== Source material
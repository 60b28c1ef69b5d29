use crate::event::ProxyEvent;
use crate::kube::IngressStore;
use crate::request::{Handled, Handler, Reply, RequestError};
use http::{header, Method, Request, Response, StatusCode};
use hyper::{server::conn::Http, service::service_fn, Body};
use std::{net::SocketAddr, sync::Arc};
use tokio::net::{TcpListener, TcpStream, ToSocketAddrs};

pub async fn start<A, S>(addr: A, handler: Arc<Handler<S>>) -> Result<(), std::io::Error>
where
    A: ToSocketAddrs,
    S: IngressStore + 'static,
{
    let listener = TcpListener::bind(addr).await?;
    info!("Listening for plugin requests on {}.", listener.local_addr()?);

    let shutdown = shutdown_signal();
    tokio::pin!(shutdown);

    loop {
        tokio::select! {
            accepted = listener.accept() => match accepted {
                Ok((socket, addr)) => handle_connection(socket, addr, handler.clone()),
                Err(e) => error!("Failed to accept connection: {}", e),
            },
            _ = &mut shutdown => {
                info!("Shutting down.");
                return Ok(());
            }
        }
    }
}

fn handle_connection<S>(socket: TcpStream, addr: SocketAddr, handler: Arc<Handler<S>>)
where
    S: IngressStore + 'static,
{
    debug!("Connection accepted from {}.", addr);

    tokio::spawn(async move {
        if let Err(http_err) = Http::new()
            .serve_connection(socket, service_fn(|req| route(req, handler.clone())))
            .await
        {
            error!("Error while serving HTTP connection: {}", http_err);
        }
    });
}

pub async fn route<S: IngressStore>(
    req: Request<Body>,
    handler: Arc<Handler<S>>,
) -> Result<Response<Body>, RequestError> {
    match (req.method(), req.uri().path()) {
        (&Method::POST, "/") => webhook(req, &handler).await,
        (&Method::GET, "/healthz") | (&Method::GET, "/readyz") => {
            Ok(Response::new(Body::from("ok")))
        }
        _ => Ok(Response::builder()
            .status(StatusCode::NOT_FOUND)
            .body(Body::empty())?),
    }
}

async fn webhook<S: IngressStore>(
    req: Request<Body>,
    handler: &Handler<S>,
) -> Result<Response<Body>, RequestError> {
    let body = hyper::body::to_bytes(req.into_body()).await?;
    trace!("Request received: {}", String::from_utf8_lossy(&body));

    let event = match ProxyEvent::parse(&body) {
        Ok(event) => event,
        Err(e) => {
            warn!("Failed to parse request, leaving it unchanged: {}", e);
            return json(&Reply::accept());
        }
    };
    let proxy_name = event.proxy_name().to_string();

    match handler.handle(event).await {
        Ok(Handled::Reply(reply)) => json(&reply),
        Ok(Handled::Empty) => Ok(Response::new(Body::empty())),
        Err(e) => {
            error!("Failed to handle proxy `{}`: {}", proxy_name, e);
            Ok(Response::builder()
                .status(StatusCode::INTERNAL_SERVER_ERROR)
                .body(Body::from(e.to_string()))?)
        }
    }
}

fn json(reply: &Reply) -> Result<Response<Body>, RequestError> {
    let body = serde_json::to_vec(reply)?;

    Ok(Response::builder()
        .header(header::CONTENT_TYPE, "application/json")
        .body(Body::from(body))?)
}

async fn shutdown_signal() {
    #[cfg(unix)]
    {
        use tokio::signal::unix::{signal, SignalKind};

        match signal(SignalKind::terminate()) {
            Ok(mut terminate) => {
                tokio::select! {
                    _ = tokio::signal::ctrl_c() => {}
                    _ = terminate.recv() => {}
                }
                return;
            }
            Err(e) => error!("Failed to listen for SIGTERM: {}", e),
        }
    }

    if let Err(e) = tokio::signal::ctrl_c().await {
        error!("Failed to listen for ctrl-c: {}", e);
        std::future::pending::<()>().await;
    }
}
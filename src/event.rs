use serde::Deserialize;
use serde_json::Value;
use thiserror::Error;

/// A proxy lifecycle notification from the frp server plugin.
#[derive(Clone, Debug, PartialEq)]
pub enum ProxyEvent {
    Registered(NewProxy),
    Closed(CloseProxy),
}

#[derive(Clone, Debug, PartialEq)]
pub struct NewProxy {
    pub proxy_name: String,
    pub proxy_type: String,
    pub subdomain: Option<String>,
    pub custom_domains: Vec<String>,
    /// The `content` object exactly as received, unknown fields included.
    pub spec: Value,
}

#[derive(Clone, Debug, PartialEq)]
pub struct CloseProxy {
    pub proxy_name: String,
}

/// The plugin request body. Other top-level fields (`version`) are skipped.
#[derive(Deserialize)]
#[serde(tag = "op", content = "content")]
enum Envelope {
    NewProxy(Value),
    CloseProxy(CloseProxyContent),
}

#[derive(Deserialize)]
struct NewProxyContent {
    proxy_name: String,
    proxy_type: String,
    subdomain: Option<String>,
    custom_domains: Option<Vec<String>>,
}

#[derive(Deserialize)]
struct CloseProxyContent {
    proxy_name: String,
}

impl ProxyEvent {
    pub fn parse(body: &[u8]) -> Result<Self, EventError> {
        let event = match serde_json::from_slice::<Envelope>(body)? {
            Envelope::NewProxy(content) => {
                let fields: NewProxyContent = serde_json::from_value(content.clone())?;
                ProxyEvent::Registered(NewProxy {
                    proxy_name: fields.proxy_name,
                    proxy_type: fields.proxy_type,
                    // frp leaves unset fields empty
                    subdomain: fields.subdomain.filter(|s| !s.is_empty()),
                    custom_domains: fields.custom_domains.unwrap_or_default(),
                    spec: content,
                })
            }
            Envelope::CloseProxy(fields) => ProxyEvent::Closed(CloseProxy {
                proxy_name: fields.proxy_name,
            }),
        };

        if event.proxy_name().is_empty() {
            return Err(EventError::EmptyProxyName);
        }

        Ok(event)
    }

    pub fn proxy_name(&self) -> &str {
        match self {
            ProxyEvent::Registered(proxy) => &proxy.proxy_name,
            ProxyEvent::Closed(proxy) => &proxy.proxy_name,
        }
    }
}

#[derive(Error, Debug)]
pub enum EventError {
    #[error("Malformed plugin request: {0}")]
    Json(#[from] serde_json::Error),
    #[error("The proxy name is empty.")]
    EmptyProxyName,
}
====
Required action
Filter the data above down to lines with the word "Envelope", and copy them.

Output of the exercise
enum Envelope {
        let event = match serde_json::from_slice::<Envelope>(body)? {
            Envelope::NewProxy(content) => {
            Envelope::CloseProxy(fields) => ProxyEvent::Closed(CloseProxy {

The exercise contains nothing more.